OPINION

On Manners and Murder

Our children are dying for lack of good manners.  Literally. It’s not a farfetched notion.  If bad manners is incivility, if good manners is thoughtful consideration for others, what is the most uncivil, inconsiderate thing you can do to someone?  Kill them.  This is not to trivialize the brutality of murder, but I have no doubt that a more mannerly, polite society would have less of it.

It doesn’t require death-row interviews to find the attitude.  Parking is at a premium near a business I frequent across the street from a university near home.  In front of the store is a handicap parking space. It was empty, the only open space available. I parked some distance away and hiked over to do my business.  As I neared the store a shiny new convertible swerved into the handicap space and out popped two young women diapered in sorority gear.  Trying to be polite, I asked with a smile if they realized they had parked in a handicap space.  One of them made a vulgar remark accompanied by an equally vulgar gesture, neither repeatable in polite company.  The other said, “Mind your own business old man.”  They laughed and skipped off down the sidewalk.  It wasn’t murder but the mindset was right.

Think about it—we have drive-by shootings, hand-to-hand mortal combat among twelve-year olds, premeditated murder by pre-teens, gang-directed hits by swaggering punks not old enough to vote, carefully plotted mass murder in junior high, and teenagers on death row.  I wager that not many of these killers, upon receiving a kindness, regularly says thank you.  Nor do I expect they offer much as examples of self-sacrifice, even for modest acts, such as delaying their hurry to hold the door for someone else.  We have reared a generation too self-absorbed, too entitled, to bother with such trivialities.

In defense of current culture some protest that good manners and proper etiquette are unnatural or artificial thereby, I suppose, bar the way to organic paradise.  This drives me nuts. Civilization is unnatural, so are good manners, which serve as a balm to smooth the chafe of daily life.  Thomas Jefferson put it this was, “Politeness is artificial good humor, it covers the natural want of it, and ends by rendering habitual a substitute equivalent to the real virtue.”

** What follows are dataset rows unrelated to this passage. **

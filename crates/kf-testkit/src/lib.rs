//! kf-testkit
//!
//! Shared fixtures for cross-crate scenario tests: a scripted price oracle,
//! a repository that can be told to fail, a stepping clock, and helpers that
//! drive an order through the lifecycle.

use anyhow::{bail, Result};
use chrono::{DateTime, Duration, TimeZone, Utc};
use kf_catalog::ConstraintCatalog;
use kf_engine::{Clock, FulfillmentUpdate, GuardViolation, OrderEngine};
use kf_pricing::{OracleError, PriceOracle};
use kf_schemas::{Estimator, LineItem, Money, Order, Quote, Spec};
use kf_store::{InMemoryOrderRepository, OrderRepository};
use std::collections::VecDeque;
use std::sync::atomic::{AtomicBool, AtomicUsize, Ordering};
use std::sync::{Arc, Mutex};

pub const CLIENT_NAME: &str = "Harbor Transit";

pub fn t0() -> DateTime<Utc> {
    Utc.with_ymd_and_hms(2025, 4, 1, 9, 0, 0)
        .single()
        .unwrap_or_else(Utc::now)
}

/// Each call returns the previous value plus `step`, starting at `start + step`.
pub fn stepping_clock(start: DateTime<Utc>, step: Duration) -> Clock {
    let now = Mutex::new(start);
    Arc::new(move || {
        let mut g = match now.lock() {
            Ok(g) => g,
            Err(poisoned) => poisoned.into_inner(),
        };
        *g += step;
        *g
    })
}

/// A clock stuck at one instant.
pub fn frozen_clock(at: DateTime<Utc>) -> Clock {
    Arc::new(move || at)
}

/// A vendor-shaped quote with a single line.
pub fn vendor_quote(total_units: i64) -> Quote {
    Quote::from_lines(
        Estimator::Vendor,
        "USD",
        vec![LineItem::single("Vendor kiosk build", Money::units(total_units))],
        Money::ZERO,
        Money::ZERO,
        vec!["scripted".to_string()],
    )
}

// ---------------------------------------------------------------------------
// ScriptedOracle
// ---------------------------------------------------------------------------

/// Oracle that replays a fixed script of results and counts calls.
/// An exhausted script answers with a transport error.
#[derive(Clone, Default)]
pub struct ScriptedOracle {
    script: Arc<Mutex<VecDeque<Result<Quote, OracleError>>>>,
    calls: Arc<AtomicUsize>,
}

impl ScriptedOracle {
    pub fn new(script: Vec<Result<Quote, OracleError>>) -> Self {
        Self {
            script: Arc::new(Mutex::new(script.into())),
            calls: Arc::new(AtomicUsize::new(0)),
        }
    }

    pub fn calls(&self) -> usize {
        self.calls.load(Ordering::SeqCst)
    }
}

#[async_trait::async_trait]
impl PriceOracle for ScriptedOracle {
    fn name(&self) -> &'static str {
        "scripted"
    }

    async fn estimate(
        &self,
        _spec: &Spec,
        _catalog: &ConstraintCatalog,
    ) -> Result<Quote, OracleError> {
        self.calls.fetch_add(1, Ordering::SeqCst);
        let next = match self.script.lock() {
            Ok(mut g) => g.pop_front(),
            Err(poisoned) => poisoned.into_inner().pop_front(),
        };
        next.unwrap_or_else(|| Err(OracleError::Transport("script exhausted".to_string())))
    }
}

// ---------------------------------------------------------------------------
// FlakyRepository
// ---------------------------------------------------------------------------

/// In-memory repository whose writes fail while the shared switch is on.
#[derive(Default)]
pub struct FlakyRepository {
    inner: InMemoryOrderRepository,
    failing: Arc<AtomicBool>,
    failed_writes: Arc<AtomicUsize>,
}

/// Handle for flipping a [`FlakyRepository`] from outside the engine.
#[derive(Clone)]
pub struct FlakySwitch {
    failing: Arc<AtomicBool>,
    failed_writes: Arc<AtomicUsize>,
}

impl FlakySwitch {
    pub fn set_failing(&self, on: bool) {
        self.failing.store(on, Ordering::SeqCst);
    }

    pub fn failed_writes(&self) -> usize {
        self.failed_writes.load(Ordering::SeqCst)
    }
}

impl FlakyRepository {
    pub fn with_switch() -> (Self, FlakySwitch) {
        let repo = Self::default();
        let switch = FlakySwitch {
            failing: Arc::clone(&repo.failing),
            failed_writes: Arc::clone(&repo.failed_writes),
        };
        (repo, switch)
    }

    fn check(&self) -> Result<()> {
        if self.failing.load(Ordering::SeqCst) {
            self.failed_writes.fetch_add(1, Ordering::SeqCst);
            bail!("storage unavailable");
        }
        Ok(())
    }
}

impl OrderRepository for FlakyRepository {
    fn get(&self, order_id: &str) -> Result<Option<Order>> {
        self.inner.get(order_id)
    }

    fn put(&mut self, order: &Order) -> Result<()> {
        self.check()?;
        self.inner.put(order)
    }

    fn latest_id(&self) -> Result<Option<String>> {
        self.inner.latest_id()
    }

    fn client_names(&self) -> Result<Vec<String>> {
        self.inner.client_names()
    }

    fn remember_client(&mut self, name: &str) -> Result<()> {
        self.check()?;
        self.inner.remember_client(name)
    }
}

// ---------------------------------------------------------------------------
// Engine helpers
// ---------------------------------------------------------------------------

/// Engine over a fresh in-memory repository with a stepping clock.
pub fn memory_engine(oracle: Arc<dyn PriceOracle>) -> OrderEngine<InMemoryOrderRepository> {
    OrderEngine::open(
        InMemoryOrderRepository::new(),
        ConstraintCatalog::default(),
        oracle,
    )
    .with_clock(stepping_clock(t0(), Duration::seconds(1)))
}

/// Name the client so the default spec is quotable.
pub fn name_client<R: OrderRepository>(engine: &mut OrderEngine<R>) {
    engine.edit_client(|c| c.client_name = CLIENT_NAME.to_string());
}

/// Drive the current order from INTAKE to CLOSED through every stage.
pub async fn drive_to_closed<R: OrderRepository>(
    engine: &mut OrderEngine<R>,
) -> Result<(), GuardViolation> {
    name_client(engine);
    engine.begin_spec_review()?;
    engine.generate_quote().await?;
    engine.client_accept(None)?;
    engine.ceo_approve("CEO", "approved")?;
    engine.place_vendor_order("Shenzhen Display Co", "PO-1001", "")?;
    engine.update_fulfillment(FulfillmentUpdate {
        tracking: "1Z999".to_string(),
        carrier: "UPS".to_string(),
        ..Default::default()
    })?;
    engine.update_fulfillment(FulfillmentUpdate {
        delivered_at: Some(t0() + Duration::days(10)),
        ..Default::default()
    })?;
    Ok(())
}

Americans, including Mr. Jefferson, have long had a problem with manners.  Americans are at heart irreverent revolutionaries, deeply committed to the Jeffersonian ideal that “…all men are created equal.”  But when it comes to manners and etiquette this noble thesis creates trouble.  The problem defeated even Mr. Jefferson. Upon gaining the White House he decreed rules of diplomatic etiquette that forbade use of titles claimed by virtue of social or professional rank—Mr. Jefferson had no use for “Your Excellency” and similar.  He succeeded only in offending diplomats and other non-American officials and promptly retracted his new rules.  But Jefferson gave voice to the core premise of America—the equality of Man—but he was quick to learn that it need not mean erasure of distinctions among people or a leveling of hierarchies of merit.

The failure of modern American manners is that in pursuit of the core American notion that “I am as good as anyone else,” we disdain convention and insist on behaving according to our own set of rules.  “Do your own thing” is the guiding principle.  The noble premise of equality has been transmuted into “Nobody is important but me.”  The result is a confusion of conduct equal to the tower of Babel and an epidemic incivility and bruised feelings, which some take as mortal offense.  

What we need is a return to good manners.  The place to begin is at home, with us—parents.  Walt Kelly’s Pogo cartoon possum put it best, “We have met the enemy and he is us.”  We worship at the altar of celebrity and sup at the table of self-interest; it should be no surprise our children do the same.  We need to relearn the things our parents, the WWII generation that saved the world from Hitler and Stalin, taught us: that modesty and self-denial are virtues; that gratification of every whim leads to misery; that children are to be seen not heard; that adults are people, too; that persons of attainment, even so modest a triumph as living to a ripe old age, deserve deference and respect; and that the Golden Rule is an indispensable guide to life.  In short, we need to relearn that it matters if you say “Please” and “Thank you.”